Des salves de tirs résonnent dans l'air, ce 2 décembre à Béni. Depuis cinq heures du matin, des centaines d’habitants de Béni manifestent leur colère. L’armée et la police tirent pour disperser la foule. Kim est l’un d’entre eux : « Nous sommes toujours en colère parce que chaque jour, il y a des tueries, vraiment il faut que ça cesse ».
Colère, car dans la nuit, huit personnes au moins ont été tuées à coups de machettes et par balles dans un quartier de Béni sans que les autorités interviennent à temps. La population n’en peut plus : « Ils ne sont même pas capables d’aller à la périphérie pour aller sécuriser la population qui se trouve là-bas. Il faut que le président prenne des mesures pour sécuriser. Et puis la mairie, et puis le gouverneur », lance cet homme.

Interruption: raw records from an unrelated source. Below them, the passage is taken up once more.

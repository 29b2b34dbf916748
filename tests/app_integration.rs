use std::fs;

mod test_utils {
    use wiremock::matchers::{method, path};
    use wiremock::{Mock, MockServer, ResponseTemplate};

    pub async fn mock_quote_server(market: &str, mock_response: &str, status: u16) -> MockServer {
        let mock_server = MockServer::start().await;
        let url_path = format!("/dolares/{market}");

        Mock::given(method("GET"))
            .and(path(&url_path))
            .respond_with(ResponseTemplate::new(status).set_body_string(mock_response))
            .mount(&mock_server)
            .await;

        mock_server
    }

    pub fn write_config(base_url: &str) -> tempfile::NamedTempFile {
        let config_file = tempfile::NamedTempFile::new().expect("Failed to create temp file");
        let config_content = format!(
            r#"
providers:
  dolarapi:
    base_url: {base_url}
market: "oficial"
side: "sell"
"#
        );
        std::fs::write(config_file.path(), config_content).expect("Failed to write config file");
        config_file
    }
}

#[test_log::test(tokio::test)]
async fn test_convert_flow_with_live_quote() {
    let mock_response = r#"{
        "moneda": "USD",
        "casa": "oficial",
        "nombre": "Oficial",
        "compra": 1190.0,
        "venta": 1210.0,
        "fechaActualizacion": "2025-08-06T12:00:00.000Z"
    }"#;
    let mock_server = test_utils::mock_quote_server("oficial", mock_response, 200).await;
    let config_file = test_utils::write_config(&mock_server.uri());

    let result = cambio::run_command(
        cambio::AppCommand::Convert {
            amount: 10000.0,
            manual_rate: None,
            market: None,
            side: None,
        },
        Some(config_file.path().to_str().unwrap()),
    )
    .await;

    assert!(result.is_ok(), "Convert failed with: {:?}", result.err());
}

#[test_log::test(tokio::test)]
async fn test_convert_with_manual_rate_needs_no_service() {
    // The mock server has no mounted routes; any request would come back 404
    // and fail the command. The manual path must never issue one.
    let mock_server = wiremock::MockServer::start().await;
    let config_file = test_utils::write_config(&mock_server.uri());

    let result = cambio::run_command(
        cambio::AppCommand::Convert {
            amount: 5000.0,
            manual_rate: Some(1200.0),
            market: None,
            side: None,
        },
        Some(config_file.path().to_str().unwrap()),
    )
    .await;

    assert!(result.is_ok(), "Convert failed with: {:?}", result.err());
    assert!(mock_server.received_requests().await.unwrap().is_empty());
}

#[test_log::test(tokio::test)]
async fn test_convert_rejects_bad_amount_before_any_request() {
    let mock_server = wiremock::MockServer::start().await;
    let config_file = test_utils::write_config(&mock_server.uri());

    let result = cambio::run_command(
        cambio::AppCommand::Convert {
            amount: -10.0,
            manual_rate: None,
            market: None,
            side: None,
        },
        Some(config_file.path().to_str().unwrap()),
    )
    .await;

    let err = result.unwrap_err();
    assert!(
        err.to_string().contains("amount must be a positive finite number"),
        "{err}"
    );
    assert!(mock_server.received_requests().await.unwrap().is_empty());
}

#[test_log::test(tokio::test)]
async fn test_convert_surfaces_service_outage() {
    let mock_server = test_utils::mock_quote_server("oficial", "Server Error", 500).await;
    let config_file = test_utils::write_config(&mock_server.uri());

    let result = cambio::run_command(
        cambio::AppCommand::Convert {
            amount: 10000.0,
            manual_rate: None,
            market: None,
            side: None,
        },
        Some(config_file.path().to_str().unwrap()),
    )
    .await;

    let err = result.unwrap_err();
    assert!(err.to_string().contains("quote lookup failed"), "{err}");
}

#[test_log::test(tokio::test)]
async fn test_convert_rejects_a_quote_with_no_usable_rate() {
    let mock_response = r#"{"casa": "oficial", "nombre": "Oficial", "compra": null, "venta": null}"#;
    let mock_server = test_utils::mock_quote_server("oficial", mock_response, 200).await;
    let config_file = test_utils::write_config(&mock_server.uri());

    let result = cambio::run_command(
        cambio::AppCommand::Convert {
            amount: 10000.0,
            manual_rate: None,
            market: None,
            side: None,
        },
        Some(config_file.path().to_str().unwrap()),
    )
    .await;

    let err = result.unwrap_err();
    assert!(err.to_string().contains("no usable rate"), "{err}");
}

#[test_log::test(tokio::test)]
async fn test_rate_flow_with_market_override() {
    let mock_response = r#"{
        "casa": "blue",
        "nombre": "Blue",
        "compra": 1300.0,
        "venta": 1320.0,
        "fechaActualizacion": "2025-08-06T12:00:00.000Z"
    }"#;
    let mock_server = test_utils::mock_quote_server("blue", mock_response, 200).await;
    let config_file = test_utils::write_config(&mock_server.uri());

    let result = cambio::run_command(
        cambio::AppCommand::Rate {
            market: Some("blue".to_string()),
            side: Some(cambio::core::Side::Average),
        },
        Some(config_file.path().to_str().unwrap()),
    )
    .await;

    assert!(result.is_ok(), "Rate failed with: {:?}", result.err());
}

#[test_log::test(tokio::test)]
async fn test_markets_flow() {
    use wiremock::matchers::{method, path};
    use wiremock::{Mock, ResponseTemplate};

    let mock_response = r#"[
        {"casa": "oficial", "nombre": "Oficial", "compra": 1190.0, "venta": 1210.0},
        {"casa": "blue", "nombre": "Blue", "compra": 1300.0, "venta": 1320.0}
    ]"#;
    let mock_server = wiremock::MockServer::start().await;
    Mock::given(method("GET"))
        .and(path("/dolares"))
        .respond_with(ResponseTemplate::new(200).set_body_string(mock_response))
        .mount(&mock_server)
        .await;
    let config_file = test_utils::write_config(&mock_server.uri());

    let result = cambio::run_command(
        cambio::AppCommand::Markets,
        Some(config_file.path().to_str().unwrap()),
    )
    .await;

    assert!(result.is_ok(), "Markets failed with: {:?}", result.err());
}

#[test_log::test(tokio::test)]
async fn test_explicit_config_path_must_exist() {
    let temp_dir = tempfile::TempDir::new().unwrap();
    let missing = temp_dir.path().join("nope.yaml");

    let result = cambio::run_command(
        cambio::AppCommand::Markets,
        Some(missing.to_str().unwrap()),
    )
    .await;

    let err = result.unwrap_err();
    assert!(err.to_string().contains("Failed to read config file"), "{err}");
}

#[test_log::test(tokio::test)]
async fn test_single_sided_quote_still_converts() {
    let mock_response = r#"{"casa": "oficial", "nombre": "Oficial", "venta": 1210.0}"#;
    let mock_server = test_utils::mock_quote_server("oficial", mock_response, 200).await;

    // side=buy with no bid present: selection falls back to the ask.
    let config_file = tempfile::NamedTempFile::new().unwrap();
    fs::write(
        config_file.path(),
        format!(
            "providers:\n  dolarapi:\n    base_url: {}\nmarket: \"oficial\"\nside: \"buy\"\n",
            mock_server.uri()
        ),
    )
    .unwrap();

    let result = cambio::run_command(
        cambio::AppCommand::Convert {
            amount: 1000.0,
            manual_rate: None,
            market: None,
            side: None,
        },
        Some(config_file.path().to_str().unwrap()),
    )
    .await;

    assert!(result.is_ok(), "Convert failed with: {:?}", result.err());
}
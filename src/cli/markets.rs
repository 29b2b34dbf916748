use super::ui;
use crate::providers::dolarapi::DolarApiProvider;
use anyhow::Result;
use comfy_table::Cell;

/// Renders the full quote board, one row per market.
pub async fn run(provider: &DolarApiProvider) -> Result<()> {
    let spinner = ui::new_spinner("Fetching quote board...");
    let result = provider.fetch_board().await;
    spinner.finish_and_clear();

    let board = match result {
        Ok(board) => board,
        Err(e) => {
            super::report_error(&e);
            return Err(e.into());
        }
    };

    let mut table = ui::new_styled_table();
    table.set_header(vec![
        ui::header_cell("Market"),
        ui::header_cell("Name"),
        ui::header_cell("Buy"),
        ui::header_cell("Sell"),
        ui::header_cell("Updated"),
    ]);

    for quote in &board {
        table.add_row(vec![
            Cell::new(&quote.market),
            Cell::new(&quote.source_name),
            ui::rate_cell(quote.bid),
            ui::rate_cell(quote.ask),
            Cell::new(quote.as_of.as_deref().unwrap_or("n/a")),
        ]);
    }

    println!("{table}");
    Ok(())
}
use super::ui;
use crate::core::{QuoteProvider, RateQuery, Side, sync_rate};
use anyhow::Result;

/// Fetches a fresh quote and prints the rate a conversion would use.
/// The printed value is what a user passes back via `--rate` when offline.
pub async fn run(provider: &dyn QuoteProvider, market: &str, side: Side) -> Result<()> {
    let query = RateQuery {
        market: market.to_string(),
        side,
    };

    let spinner = ui::new_spinner("Fetching quote...");
    let result = sync_rate(provider, &query).await;
    spinner.finish_and_clear();

    match result {
        Ok(resolved) => {
            println!(
                "{}  {}",
                ui::style_text(&format!("{:.2}", resolved.rate), ui::StyleType::RateValue),
                ui::style_text(
                    &format!("{} · {side}", super::provenance_line(&resolved.origin)),
                    ui::StyleType::Subtle
                ),
            );
            println!(
                "{}",
                ui::style_text(
                    &format!("Reuse offline with: cambio convert <AMOUNT> --rate {:.2}", resolved.rate),
                    ui::StyleType::Subtle
                )
            );
            Ok(())
        }
        Err(e) => {
            super::report_error(&e);
            Err(e.into())
        }
    }
}
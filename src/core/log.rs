//! Logging initialization for the binary.

use tracing::level_filters::LevelFilter;
use tracing_subscriber::{
    EnvFilter, filter::Targets, fmt, prelude::__tracing_subscriber_SubscriberExt,
    util::SubscriberInitExt,
};

pub fn init_logging(verbose: bool) {
    let level = if verbose {
        LevelFilter::DEBUG
    } else {
        LevelFilter::OFF
    };
    let crate_filter = Targets::new().with_target("cambio", level);
    let env_filter = EnvFilter::try_from_default_env()
        .unwrap_or_else(|_| EnvFilter::new(if verbose { "debug" } else { "off" }));

    tracing_subscriber::registry()
        .with(fmt::layer().compact().without_time())
        .with(crate_filter)
        .with(env_filter)
        .init();
}
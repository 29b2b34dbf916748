use thiserror::Error;

/// Failures a rate resolution or conversion can report.
///
/// The kinds stay distinguishable so a caller can react to each one:
/// re-prompt for the amount, fall back to a manual rate, or report the
/// quote service outage.
#[derive(Debug, Error, Clone, PartialEq)]
pub enum RateError {
    /// The input amount failed local validation. No request was made.
    #[error("amount must be a positive finite number, got {0}")]
    InvalidAmount(f64),

    /// The quote service could not be reached, answered with a non-success
    /// status, or returned a payload that does not parse.
    #[error("quote lookup failed for '{market}': {reason}")]
    Transport { market: String, reason: String },

    /// The service answered, but neither side of the quote carries a
    /// positive rate.
    #[error("quote for '{market}' has no usable rate")]
    InvalidQuote { market: String },
}
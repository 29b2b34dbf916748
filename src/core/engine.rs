//! Rate resolution and conversion.
//!
//! The conversion divides: an ARS amount is priced in pesos per dollar, so
//! `converted = amount / rate`. Everything here is stateless and holds no
//! data across calls.

use chrono::Local;
use tracing::debug;

use crate::core::error::RateError;
use crate::core::quote::{Quote, QuoteProvider, Side, select_rate};

/// Identifies the market and quote leg a resolution should use.
#[derive(Debug, Clone)]
pub struct RateQuery {
    pub market: String,
    pub side: Side,
}

/// Where a resolved rate came from.
#[derive(Debug, Clone, PartialEq)]
pub enum RateOrigin {
    /// Fetched from the quote service.
    Live {
        source_name: String,
        as_of: Option<String>,
    },
    /// Supplied by the user, stamped with the local time of the conversion.
    Manual { as_of: String },
}

/// The single positive rate a conversion uses, with its provenance.
#[derive(Debug, Clone)]
pub struct ResolvedRate {
    pub rate: f64,
    pub origin: RateOrigin,
}

/// One conversion attempt: the amount plus how to obtain the rate.
///
/// A valid manual rate wins over the live query; an absent or unusable
/// manual rate falls through to a live fetch.
#[derive(Debug, Clone)]
pub struct ConversionRequest {
    pub amount: f64,
    pub manual_rate: Option<f64>,
    pub query: RateQuery,
}

#[derive(Debug, Clone)]
pub struct ConversionResult {
    pub converted: f64,
    pub rate_used: ResolvedRate,
}

/// Fetches a fresh quote and reduces it to a single usable rate.
pub async fn sync_rate(
    provider: &dyn QuoteProvider,
    query: &RateQuery,
) -> Result<ResolvedRate, RateError> {
    let quote = provider.fetch_quote(&query.market).await?;
    resolve_live(&quote, query.side)
}

fn resolve_live(quote: &Quote, side: Side) -> Result<ResolvedRate, RateError> {
    let rate = select_rate(quote, side);
    if rate <= 0.0 {
        return Err(RateError::InvalidQuote {
            market: quote.market.clone(),
        });
    }
    debug!(rate, %side, market = %quote.market, "Selected rate from quote");

    Ok(ResolvedRate {
        rate,
        origin: RateOrigin::Live {
            source_name: quote.source_name.clone(),
            as_of: quote.as_of.clone(),
        },
    })
}

/// Validates the amount, resolves a rate by precedence, and converts.
///
/// The amount check runs before any network access on both paths. Display
/// rounding belongs to the caller; the quotient is returned untouched.
pub async fn resolve_and_convert(
    provider: &dyn QuoteProvider,
    request: &ConversionRequest,
) -> Result<ConversionResult, RateError> {
    let amount = request.amount;
    if !amount.is_finite() || amount <= 0.0 {
        return Err(RateError::InvalidAmount(amount));
    }

    let rate_used = match request
        .manual_rate
        .filter(|rate| rate.is_finite() && *rate > 0.0)
    {
        Some(rate) => {
            debug!(rate, "Using manual rate, skipping live lookup");
            ResolvedRate {
                rate,
                origin: RateOrigin::Manual {
                    as_of: Local::now().format("%Y-%m-%d %H:%M").to_string(),
                },
            }
        }
        None => sync_rate(provider, &request.query).await?,
    };

    Ok(ConversionResult {
        converted: amount / rate_used.rate,
        rate_used,
    })
}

« Nos voisins, nos filles et nos garçons sont morts »
« Laissez-nous passer pour détruire la mairie », crie un des manifestants, mais la police tire. La statue de Joseph Kabila sur un rond-point a été détruite. Une femme s’avance, les huit personnes ont été tuées dans sa rue : « Nous sommes fatiguées, nous, les populations de Béni. Tueries, massacres, en tout cas nous sommes fatigués. Il n’y a pas moyen. Même nos voisins, nos filles et nos garçons sont morts aujourd’hui dans la morgue, dans mon avenue, devant ma maison ».
Au bout d’une heure et demi d’échanges de tirs et de pierres, un calme précaire s’installe. Un petit groupe de manifestants et hommes armés se font face. Certains transforment les douilles trouvées par terre en sifflets.
Plus tard dans la matinée, des tirs résonnaient encore ici dans le quartier. En début d'après-midi, le calme semble revenu. Mais le gouverneur du Nord-Kivu et le maire de la ville, tous deux expliquent qu’il a fallu disperser les manifestants particulièrement en colère, des habitants armés de pierres qui voulaient saccager la mairie. Reste que deux manifestants au moins ont été blessés par balles ce matin, l’un dans le bas du dos, l’autre à la cheville.
Partout, les traces des affrontements sont visibles
Le calme semble donc revenu, les rues sont vides mais partout des traces d’affrontements sont visibles, des traces de pneus qui ont brûlé, de barrages de fortune, mis en place par les manifestants en colère, sur les grandes artères de la ville.
Un couvre-feu va être déclaré à partir de 18 heures ce soir. La mairie annonce également une réunion d’urgence pour tenter de prendre des mesures car il y a deux semaines à peine, trente personnes déjà étaient tuées à Beni. Les habitants ont donc le sentiment qu’il n’y a eu aucun progrès depuis.
Incertitude sur le bilan
Mais des incertitudes restent nombreuses aussi à la mi-journée, d’abord par rapport au bilan de ces tueries. Les dépouilles de six civils et de deux militaires reposent à l’hôpital général, mais deux autres corps ont été découverts ce matin, selon le maire de la ville, dans un autre quartier de Béni. Le bilan pourrait encore s’alourdir.
Incertitude aussi quant à l’identité de ces assaillants. Les autorités parlent toujours de rebelles ougandais ADF, mais aucun d’entre eux n’a été attrapé hier soir. Il est donc extrêmement difficile pour le moment d’attribuer cette attaque à un groupe armé en particulier.